[Activity] Copy every record below exactly.
______
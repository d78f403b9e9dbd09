use std::collections::{HashMap, HashSet};

use super::types::{Category, GraphLink, GraphNode, Point};

/// Zoom above which drug labels are shown when nothing is hovered.
pub const LABEL_ZOOM_THRESHOLD: f64 = 1.2;
pub const LABEL_MAX_CHARS: usize = 25;
pub const LABEL_TRUNCATED_CHARS: usize = 23;
pub const LABEL_GAP: f64 = 10.0;
pub const GLOW_PADDING: f64 = 10.0;
pub const GLOW_OPACITY: f64 = 0.2;
pub const DIMMED_NODE_OPACITY: f64 = 0.1;

#[derive(Clone, Copy, Debug, PartialEq)]
pub struct EdgeStyle {
	/// CSS stroke color.
	pub stroke: &'static str,
	/// Line width in world units.
	pub width: f64,
	/// Stroke alpha.
	pub opacity: f64,
}

pub const EDGE_STYLE: EdgeStyle = EdgeStyle {
	stroke: "#cbd5e1",
	width: 2.0,
	opacity: 0.6,
};

pub const DIMMED_EDGE_STYLE: EdgeStyle = EdgeStyle {
	stroke: "#e2e8f0",
	width: 1.0,
	opacity: 0.2,
};

/// Unordered node pairs joined by at least one resolvable link.
#[derive(Clone, Debug, Default)]
pub struct Adjacency {
	pairs: HashSet<(String, String)>,
}

impl Adjacency {
	pub fn new(nodes: &[GraphNode], links: &[GraphLink]) -> Self {
		let live: HashSet<&str> = nodes.iter().map(|n| n.id.as_str()).collect();
		let pairs = links
			.iter()
			.filter(|l| live.contains(l.source_id.as_str()) && live.contains(l.target_id.as_str()))
			.map(|l| ordered(&l.source_id, &l.target_id))
			.collect();
		Self { pairs }
	}

	pub fn adjacent(&self, a: &str, b: &str) -> bool {
		let (x, y) = if a <= b { (a, b) } else { (b, a) };
		self.pairs.contains(&(x.to_owned(), y.to_owned()))
	}
}

fn ordered(a: &str, b: &str) -> (String, String) {
	if a <= b {
		(a.to_owned(), b.to_owned())
	} else {
		(b.to_owned(), a.to_owned())
	}
}

#[derive(Clone, Debug, PartialEq)]
pub struct LabelVisual {
	/// Possibly truncated display name.
	pub text: String,
	/// Bottom center of the text.
	pub anchor: Point,
	/// Condition labels are drawn larger and darker.
	pub emphasized: bool,
}

#[derive(Clone, Debug, PartialEq)]
pub struct NodeVisual {
	/// Node id.
	pub id: String,
	/// Current center in world space.
	pub position: Point,
	/// Circle radius.
	pub radius: f64,
	/// CSS fill color.
	pub color: &'static str,
	/// Not the hover focus or one of its neighbours.
	pub dimmed: bool,
	/// Fill alpha derived from `dimmed`.
	pub opacity: f64,
	/// Glow halo radius, set only for the hovered node.
	pub glow_radius: Option<f64>,
	/// Label to draw, if visible.
	pub label: Option<LabelVisual>,
}

#[derive(Clone, Debug, PartialEq)]
pub struct EdgeVisual {
	/// Id of the source node.
	pub source_id: String,
	/// Id of the target node.
	pub target_id: String,
	/// Current source position.
	pub from: Point,
	/// Current target position.
	pub to: Point,
	/// Neither end is the hover focus.
	pub dimmed: bool,
	/// Stroke derived from `dimmed`.
	pub style: EdgeStyle,
}

/// Everything the renderer needs for one frame, in world coordinates.
#[derive(Clone, Debug, Default, PartialEq)]
pub struct Scene {
	/// One entry per link whose ends both resolve, drawn first.
	pub edges: Vec<EdgeVisual>,
	/// Nodes in draw order.
	pub nodes: Vec<NodeVisual>,
}

impl Scene {
	pub fn is_empty(&self) -> bool {
		self.nodes.is_empty()
	}

	pub fn node(&self, id: &str) -> Option<&NodeVisual> {
		self.nodes.iter().find(|n| n.id == id)
	}
}

pub fn label_visible(category: Category, hovered: bool, hover_active: bool, scale: f64) -> bool {
	category == Category::Condition || hovered || (!hover_active && scale > LABEL_ZOOM_THRESHOLD)
}

/// Full name when hovered, otherwise cut to 23 characters plus `...` once it
/// exceeds 25.
pub fn label_text(name: &str, hovered: bool) -> String {
	if hovered || name.chars().count() <= LABEL_MAX_CHARS {
		return name.to_owned();
	}
	let mut text: String = name.chars().take(LABEL_TRUNCATED_CHARS).collect();
	text.push_str("...");
	text
}

/// Derives dimming, glow and labels from the hover focus and zoom level.
///
/// Links with an endpoint that is not a live node produce no edge.
pub fn resolve_scene(
	nodes: &[GraphNode],
	links: &[GraphLink],
	adjacency: &Adjacency,
	hovered: Option<&str>,
	scale: f64,
) -> Scene {
	let by_id: HashMap<&str, &GraphNode> = nodes.iter().map(|n| (n.id.as_str(), n)).collect();
	let hover_active = hovered.is_some();

	let edges = links
		.iter()
		.filter_map(|link| {
			let source = by_id.get(link.source_id.as_str())?;
			let target = by_id.get(link.target_id.as_str())?;
			let dimmed = hovered.is_some_and(|h| !link.touches(h));
			Some(EdgeVisual {
				source_id: link.source_id.clone(),
				target_id: link.target_id.clone(),
				from: source.position,
				to: target.position,
				dimmed,
				style: if dimmed { DIMMED_EDGE_STYLE } else { EDGE_STYLE },
			})
		})
		.collect();

	let nodes = nodes
		.iter()
		.map(|node| {
			let is_hovered = hovered == Some(node.id.as_str());
			let dimmed = hovered.is_some_and(|h| h != node.id && !adjacency.adjacent(h, &node.id));
			let radius = node.radius();
			let label = label_visible(node.category, is_hovered, hover_active, scale).then(|| LabelVisual {
				text: label_text(&node.display_name, is_hovered),
				anchor: Point::new(node.position.x, node.position.y - (radius + LABEL_GAP)),
				emphasized: node.category == Category::Condition,
			});
			NodeVisual {
				id: node.id.clone(),
				position: node.position,
				radius,
				color: node.color(),
				dimmed,
				opacity: if dimmed { DIMMED_NODE_OPACITY } else { 1.0 },
				glow_radius: is_hovered.then_some(radius + GLOW_PADDING),
				label,
			}
		})
		.collect();

	Scene { edges, nodes }
}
______
[Exercise output]
repository d78f403b9e9dbd09
use std::collections::{HashMap, HashSet};

use super::types::{Category, GraphLink, GraphNode, Point};

/// Zoom above which drug labels are shown when nothing is hovered.
pub const LABEL_ZOOM_THRESHOLD: f64 = 1.2;
pub const LABEL_MAX_CHARS: usize = 25;
pub const LABEL_TRUNCATED_CHARS: usize = 23;
pub const LABEL_GAP: f64 = 10.0;
pub const GLOW_PADDING: f64 = 10.0;
pub const GLOW_OPACITY: f64 = 0.2;
pub const DIMMED_NODE_OPACITY: f64 = 0.1;

#[derive(Clone, Copy, Debug, PartialEq)]
pub struct EdgeStyle {
	/// CSS stroke color.
	pub stroke: &'static str,
	/// Line width in world units.
	pub width: f64,
	/// Stroke alpha.
	pub opacity: f64,
}

pub const EDGE_STYLE: EdgeStyle = EdgeStyle {
	stroke: "#cbd5e1",
	width: 2.0,
	opacity: 0.6,
};

pub const DIMMED_EDGE_STYLE: EdgeStyle = EdgeStyle {
	stroke: "#e2e8f0",
	width: 1.0,
	opacity: 0.2,
};

/// Unordered node pairs joined by at least one resolvable link.
#[derive(Clone, Debug, Default)]
pub struct Adjacency {
	pairs: HashSet<(String, String)>,
}

impl Adjacency {
	pub fn new(nodes: &[GraphNode], links: &[GraphLink]) -> Self {
		let live: HashSet<&str> = nodes.iter().map(|n| n.id.as_str()).collect();
		let pairs = links
			.iter()
			.filter(|l| live.contains(l.source_id.as_str()) && live.contains(l.target_id.as_str()))
			.map(|l| ordered(&l.source_id, &l.target_id))
			.collect();
		Self { pairs }
	}

	pub fn adjacent(&self, a: &str, b: &str) -> bool {
		let (x, y) = if a <= b { (a, b) } else { (b, a) };
		self.pairs.contains(&(x.to_owned(), y.to_owned()))
	}
}

fn ordered(a: &str, b: &str) -> (String, String) {
	if a <= b {
		(a.to_owned(), b.to_owned())
	} else {
		(b.to_owned(), a.to_owned())
	}
}

#[derive(Clone, Debug, PartialEq)]
pub struct LabelVisual {
	/// Possibly truncated display name.
	pub text: String,
	/// Bottom center of the text.
	pub anchor: Point,
	/// Condition labels are drawn larger and darker.
	pub emphasized: bool,
}

#[derive(Clone, Debug, PartialEq)]
pub struct NodeVisual {
	/// Node id.
	pub id: String,
	/// Current center in world space.
	pub position: Point,
	/// Circle radius.
	pub radius: f64,
	/// CSS fill color.
	pub color: &'static str,
	/// Not the hover focus or one of its neighbours.
	pub dimmed: bool,
	/// Fill alpha derived from `dimmed`.
	pub opacity: f64,
	/// Glow halo radius, set only for the hovered node.
	pub glow_radius: Option<f64>,
	/// Label to draw, if visible.
	pub label: Option<LabelVisual>,
}

#[derive(Clone, Debug, PartialEq)]
pub struct EdgeVisual {
	/// Id of the source node.
	pub source_id: String,
	/// Id of the target node.
	pub target_id: String,
	/// Current source position.
	pub from: Point,
	/// Current target position.
	pub to: Point,
	/// Neither end is the hover focus.
	pub dimmed: bool,
	/// Stroke derived from `dimmed`.
	pub style: EdgeStyle,
}

/// Everything the renderer needs for one frame, in world coordinates.
#[derive(Clone, Debug, Default, PartialEq)]
pub struct Scene {
	/// One entry per link whose ends both resolve, drawn first.
	pub edges: Vec<EdgeVisual>,
	/// Nodes in draw order.
	pub nodes: Vec<NodeVisual>,
}

impl Scene {
	pub fn is_empty(&self) -> bool {
		self.nodes.is_empty()
	}

	pub fn node(&self, id: &str) -> Option<&NodeVisual> {
		self.nodes.iter().find(|n| n.id == id)
	}
}

pub fn label_visible(category: Category, hovered: bool, hover_active: bool, scale: f64) -> bool {
	category == Category::Condition || hovered || (!hover_active && scale > LABEL_ZOOM_THRESHOLD)
}

/// Full name when hovered, otherwise cut to 23 characters plus `...` once it
/// exceeds 25.
pub fn label_text(name: &str, hovered: bool) -> String {
	if hovered || name.chars().count() <= LABEL_MAX_CHARS {
		return name.to_owned();
	}
	let mut text: String = name.chars().take(LABEL_TRUNCATED_CHARS).collect();
	text.push_str("...");
	text
}

/// Derives dimming, glow and labels from the hover focus and zoom level.
///
/// Links with an endpoint that is not a live node produce no edge.
pub fn resolve_scene(
	nodes: &[GraphNode],
	links: &[GraphLink],
	adjacency: &Adjacency,
	hovered: Option<&str>,
	scale: f64,
) -> Scene {
	let by_id: HashMap<&str, &GraphNode> = nodes.iter().map(|n| (n.id.as_str(), n)).collect();
	let hover_active = hovered.is_some();

	let edges = links
		.iter()
		.filter_map(|link| {
			let source = by_id.get(link.source_id.as_str())?;
			let target = by_id.get(link.target_id.as_str())?;
			let dimmed = hovered.is_some_and(|h| !link.touches(h));
			Some(EdgeVisual {
				source_id: link.source_id.clone(),
				target_id: link.target_id.clone(),
				from: source.position,
				to: target.position,
				dimmed,
				style: if dimmed { DIMMED_EDGE_STYLE } else { EDGE_STYLE },
			})
		})
		.collect();

	let nodes = nodes
		.iter()
		.map(|node| {
			let is_hovered = hovered == Some(node.id.as_str());
			let dimmed = hovered.is_some_and(|h| h != node.id && !adjacency.adjacent(h, &node.id));
			let radius = node.radius();
			let label = label_visible(node.category, is_hovered, hover_active, scale).then(|| LabelVisual {
				text: label_text(&node.display_name, is_hovered),
				anchor: Point::new(node.position.x, node.position.y - (radius + LABEL_GAP)),
				emphasized: node.category == Category::Condition,
			});
			NodeVisual {
				id: node.id.clone(),
				position: node.position,
				radius,
				color: node.color(),
				dimmed,
				opacity: if dimmed { DIMMED_NODE_OPACITY } else { 1.0 },
				glow_radius: is_hovered.then_some(radius + GLOW_PADDING),
				label,
			}
		})
		.collect();

	Scene { edges, nodes }
}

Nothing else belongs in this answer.